Trade with the Interstellar Union has provided many new goods for Narestan consumers, not least of which are personal weapons manufactured by Mrrshan arms manufacturers. The Mrrshan, for their part, import significant quantities of precision industrial machinery along with other products, providing profits for Narestan manufacturers and profits for shippers hauling goods to and from Union space. The establishment of communications channels between Narestan firms and their Mrrshan counterparts to set up collaborative research arrangements and publishing channels for academic papers has, thus far, produced little real good, while the expense of initial implementation is significant. Still, it is expected that a payoff will materialise within a few years.

It costs a certain amount of money annually to initially set up trade or research agreements, but, thereafter, they start providing money or research points every year for both participants indefinitely.

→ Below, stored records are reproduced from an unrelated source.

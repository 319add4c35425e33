use std::fmt;
use std::sync::atomic::{AtomicU8, Ordering};
use std::sync::{Arc, Mutex, PoisonError};

use async_trait::async_trait;
use tokio::runtime::Handle;
use tracing::{debug, warn};

use crate::capability::{Execer, Inserter, Preparer, Queryer, Statement, Transactioner};
use crate::context::QueryContext;
use crate::error::SqlCapError;
use crate::interpolation::InterpolationStrategy;
use crate::param::QueryParams;
use crate::results::{ExecResult, InsertResult, Rows};

use super::config::SqliteConn;
use super::connection::{SqlitePooledConnection, run_blocking};
use super::params::Params;
use super::prepared::SqliteTxStatement;
use super::query;

const ACTIVE: u8 = 0;
const COMMITTED: u8 = 1;
const ROLLED_BACK: u8 = 2;

struct TxInner {
    // handed back to the pool as soon as the transaction is finalized
    conn: Mutex<Option<SqlitePooledConnection>>,
    state: AtomicU8,
    read_only: bool,
}

/// Transaction handle that reserves one pooled `SQLite` connection until it is finalized.
///
/// Clones share the same transaction. `commit` and `rollback` return the connection to the
/// pool, after which every operation fails with `TransactionClosed`, even on clones and
/// statements that are still alive. If the last clone is dropped while the transaction is
/// still active it is rolled back before the connection returns to the pool.
#[derive(Clone)]
pub struct SqliteTx {
    inner: Arc<TxInner>,
    strategy: &'static dyn InterpolationStrategy,
}

impl SqliteTx {
    pub(crate) async fn start(
        ctx: &QueryContext,
        conn: SqlitePooledConnection,
        begin_sql: &'static str,
        read_only: bool,
        strategy: &'static dyn InterpolationStrategy,
    ) -> Result<Self, SqlCapError> {
        let started = run_blocking(ctx, &conn, move |c| {
            if read_only {
                c.execute_batch("PRAGMA query_only = ON")?;
            }
            c.execute_batch(begin_sql).map_err(SqlCapError::SqliteError)
        })
        .await;

        if let Err(err) = started {
            // the connection goes back to the pool; leave it the way it was found
            let _ = run_blocking(&QueryContext::background(), &conn, move |c| {
                reset_connection(c, read_only);
                Ok(())
            })
            .await;
            return Err(err);
        }

        debug!(begin_sql, read_only, "sqlite transaction started");
        Ok(Self {
            inner: Arc::new(TxInner {
                conn: Mutex::new(Some(conn)),
                state: AtomicU8::new(ACTIVE),
                read_only,
            }),
            strategy,
        })
    }

    /// The reserved connection, as long as the transaction is active.
    pub(crate) fn conn(&self) -> Result<SqliteConn, SqlCapError> {
        if self.inner.state.load(Ordering::Acquire) != ACTIVE {
            return Err(SqlCapError::TransactionClosed);
        }
        self.inner
            .conn
            .lock()
            .unwrap_or_else(PoisonError::into_inner)
            .as_deref()
            .cloned()
            .ok_or(SqlCapError::TransactionClosed)
    }

    async fn finish(&self, target: u8) -> Result<(), SqlCapError> {
        self.inner
            .state
            .compare_exchange(ACTIVE, target, Ordering::AcqRel, Ordering::Acquire)
            .map_err(|_| SqlCapError::TransactionClosed)?;
        // dropping `conn` at the end of this call returns it to the pool
        let conn = self
            .inner
            .conn
            .lock()
            .unwrap_or_else(PoisonError::into_inner)
            .take()
            .ok_or(SqlCapError::TransactionClosed)?;

        let read_only = self.inner.read_only;
        let committing = target == COMMITTED;
        run_blocking(&QueryContext::background(), &conn, move |c| {
            let outcome = if c.is_autocommit() {
                // an interrupted statement can already have rolled the transaction back
                if committing {
                    Err(SqlCapError::ExecutionError(
                        "sqlite transaction is no longer open".into(),
                    ))
                } else {
                    Ok(())
                }
            } else if committing {
                c.execute_batch("COMMIT").map_err(SqlCapError::SqliteError)
            } else {
                c.execute_batch("ROLLBACK").map_err(SqlCapError::SqliteError)
            };
            reset_connection(c, read_only);
            outcome
        })
        .await?;

        debug!(
            outcome = if committing { "commit" } else { "rollback" },
            "sqlite transaction finished"
        );
        Ok(())
    }
}

/// Undo anything a transaction left on a connection: an open transaction (after a failed
/// `COMMIT`) and the read-only pragma.
fn reset_connection(conn: &rusqlite::Connection, read_only: bool) {
    if !conn.is_autocommit()
        && let Err(err) = conn.execute_batch("ROLLBACK")
    {
        warn!(error = %err, "sqlite rollback during cleanup failed");
    }
    if read_only && let Err(err) = conn.execute_batch("PRAGMA query_only = OFF") {
        warn!(error = %err, "sqlite could not clear query_only");
    }
}

impl Drop for TxInner {
    fn drop(&mut self) {
        if self.state.load(Ordering::Acquire) != ACTIVE {
            return;
        }
        let slot = self.conn.get_mut().unwrap_or_else(PoisonError::into_inner);
        let Some(conn) = slot.take() else {
            return;
        };
        warn!("sqlite transaction dropped while active; rolling back");
        let read_only = self.read_only;
        let cleanup = move || {
            let handle = Arc::clone(&conn.inner);
            let guard = handle.blocking_lock();
            reset_connection(&guard, read_only);
            drop(guard);
            drop(conn);
        };
        if let Ok(handle) = Handle::try_current() {
            handle.spawn_blocking(cleanup);
        } else {
            cleanup();
        }
    }
}

impl fmt::Debug for SqliteTx {
    fn fmt(&self, f: &mut fmt::Formatter<'_>) -> fmt::Result {
        f.debug_struct("SqliteTx")
            .field("active", &self.is_active())
            .field("read_only", &self.inner.read_only)
            .finish()
    }
}

#[async_trait]
impl Queryer for SqliteTx {
    async fn query(&self, ctx: &QueryContext, query: &QueryParams) -> Result<Rows, SqlCapError> {
        let (sql, args) = query.interpolate(self.strategy)?;
        let params = Params::convert(&args);
        run_blocking(ctx, &self.conn()?, move |c| {
            query::select(c, &sql, params.as_values())
        })
        .await
    }
}

#[async_trait]
impl Inserter for SqliteTx {
    async fn insert(
        &self,
        ctx: &QueryContext,
        query: &QueryParams,
    ) -> Result<InsertResult, SqlCapError> {
        let (sql, args) = query.interpolate(self.strategy)?;
        let params = Params::convert(&args);
        run_blocking(ctx, &self.conn()?, move |c| {
            query::insert(c, &sql, params.as_values())
        })
        .await
    }
}

#[async_trait]
impl Execer for SqliteTx {
    async fn exec(
        &self,
        ctx: &QueryContext,
        query: &QueryParams,
    ) -> Result<ExecResult, SqlCapError> {
        let (sql, args) = query.interpolate(self.strategy)?;
        let params = Params::convert(&args);
        run_blocking(ctx, &self.conn()?, move |c| {
            query::execute(c, &sql, params.as_values())
        })
        .await
    }
}

#[async_trait]
impl Preparer for SqliteTx {
    async fn prepare(
        &self,
        ctx: &QueryContext,
        query: &QueryParams,
    ) -> Result<Box<dyn Statement>, SqlCapError> {
        let rendered = query.render(self.strategy)?;
        let sql = rendered.sql.clone();
        run_blocking(ctx, &self.conn()?, move |c| query::warm(c, &sql)).await?;
        Ok(Box::new(SqliteTxStatement::new(self.clone(), rendered)))
    }
}

#[async_trait]
impl Transactioner for SqliteTx {
    async fn commit(&self) -> Result<(), SqlCapError> {
        self.finish(COMMITTED).await
    }

    async fn rollback(&self) -> Result<(), SqlCapError> {
        self.finish(ROLLED_BACK).await
    }

    fn is_active(&self) -> bool {
        self.inner.state.load(Ordering::Acquire) == ACTIVE
    }
}
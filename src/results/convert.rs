use chrono::NaiveDateTime;
use serde_json::Value as JsonValue;

use crate::error::SqlCapError;
use crate::types::RowValues;

/// Read a Rust value out of a column value.
///
/// `Option<T>` maps NULL to `None`; every other impl treats NULL as an error.
pub trait FromRowValue: Sized {
    /// # Errors
    /// Returns `SqlCapError::ParameterError` when the value has an incompatible type.
    fn from_row_value(value: &RowValues) -> Result<Self, SqlCapError>;
}

fn mismatch(value: &RowValues, target: &str) -> SqlCapError {
    SqlCapError::ParameterError(format!("cannot read {} column as {target}", value.kind()))
}

impl FromRowValue for RowValues {
    fn from_row_value(value: &RowValues) -> Result<Self, SqlCapError> {
        Ok(value.clone())
    }
}

impl FromRowValue for i64 {
    fn from_row_value(value: &RowValues) -> Result<Self, SqlCapError> {
        value.as_int().copied().ok_or_else(|| mismatch(value, "i64"))
    }
}

impl FromRowValue for i32 {
    fn from_row_value(value: &RowValues) -> Result<Self, SqlCapError> {
        let wide = i64::from_row_value(value)?;
        i32::try_from(wide)
            .map_err(|e| SqlCapError::ParameterError(format!("{wide} does not fit in i32: {e}")))
    }
}

impl FromRowValue for f64 {
    fn from_row_value(value: &RowValues) -> Result<Self, SqlCapError> {
        value.as_float().ok_or_else(|| mismatch(value, "f64"))
    }
}

impl FromRowValue for bool {
    fn from_row_value(value: &RowValues) -> Result<Self, SqlCapError> {
        value.as_bool().ok_or_else(|| mismatch(value, "bool"))
    }
}

impl FromRowValue for String {
    fn from_row_value(value: &RowValues) -> Result<Self, SqlCapError> {
        value
            .as_text()
            .map(ToOwned::to_owned)
            .ok_or_else(|| mismatch(value, "String"))
    }
}

impl FromRowValue for Vec<u8> {
    fn from_row_value(value: &RowValues) -> Result<Self, SqlCapError> {
        value
            .as_blob()
            .map(<[u8]>::to_vec)
            .ok_or_else(|| mismatch(value, "Vec<u8>"))
    }
}

impl FromRowValue for NaiveDateTime {
    fn from_row_value(value: &RowValues) -> Result<Self, SqlCapError> {
        value
            .as_timestamp()
            .ok_or_else(|| mismatch(value, "NaiveDateTime"))
    }
}

// SQLite has no JSON type, so JSON comes back as text.
impl FromRowValue for JsonValue {
    fn from_row_value(value: &RowValues) -> Result<Self, SqlCapError> {
        match value {
            RowValues::JSON(json) => Ok(json.clone()),
            RowValues::Text(text) => serde_json::from_str(text)
                .map_err(|e| SqlCapError::ParameterError(format!("invalid JSON text: {e}"))),
            other => Err(mismatch(other, "JSON")),
        }
    }
}

impl<T: FromRowValue> FromRowValue for Option<T> {
    fn from_row_value(value: &RowValues) -> Result<Self, SqlCapError> {
        if value.is_null() {
            Ok(None)
        } else {
            T::from_row_value(value).map(Some)
        }
    }
}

Although much of the new investment capital generated by the growth of the Narestan economy has been dedicated to supporting a massive increase in raw industrial output and to the financing of new research arrangements, nonetheless the capital markets have seen a modest increase in liquid investment capital available each year. Industrial productivity and innovation, for their part, have seen explosive growth over the past twenty years, helping drive continued growth in standards of living. Narestan shipping capacity has increased, helping support the boom in trade enabled by contact with a new established civilisation, while the Intrepid and Venturer continue their voyages of discovery. The three Narestan colony worlds all contribute to Narestan prosperity, while Nares itself remains, by far, the economic center of the known galaxy.

Investment Proposals

Farming Leader
Competition between agribusiness firms on Nares should lead to improvements in productivity at negligible initial cost, although method improvements may have some operating cost thereafter.
Vote on whether or not to hire the farming leader. Although the farming leader is aggressively mediocre, they're the only colony leader available to us just now.

Research Priorities
Multiple different projects are receiving funding in Narestan R&D departments. Continued refinement of economic analysis and improvement in business methods is likely to lead to a boom in entrepreneurship and more efficient operations amongst existing firms, while several different research projects seek to develop new generations of computer technology for scientific or consumer applications. Heavy industrial firms have invested studies into improvements in material science and development of more efficient processing of industrial waste, while the improvement of ship drive systems remains a matter of some interest.
Please vote between research goals in Economics, Scientific Computing, Consumer Computing, Materials Science and Chemistry, and FTL Drive Design. The two computing goals lead to mutually-exclusive applications, so choosing one will pass up the other.

Colonisation Priorities
The planet around Perseo seems an incredible prize, and is the focus of most attention for the next colony mission to depart from Nares.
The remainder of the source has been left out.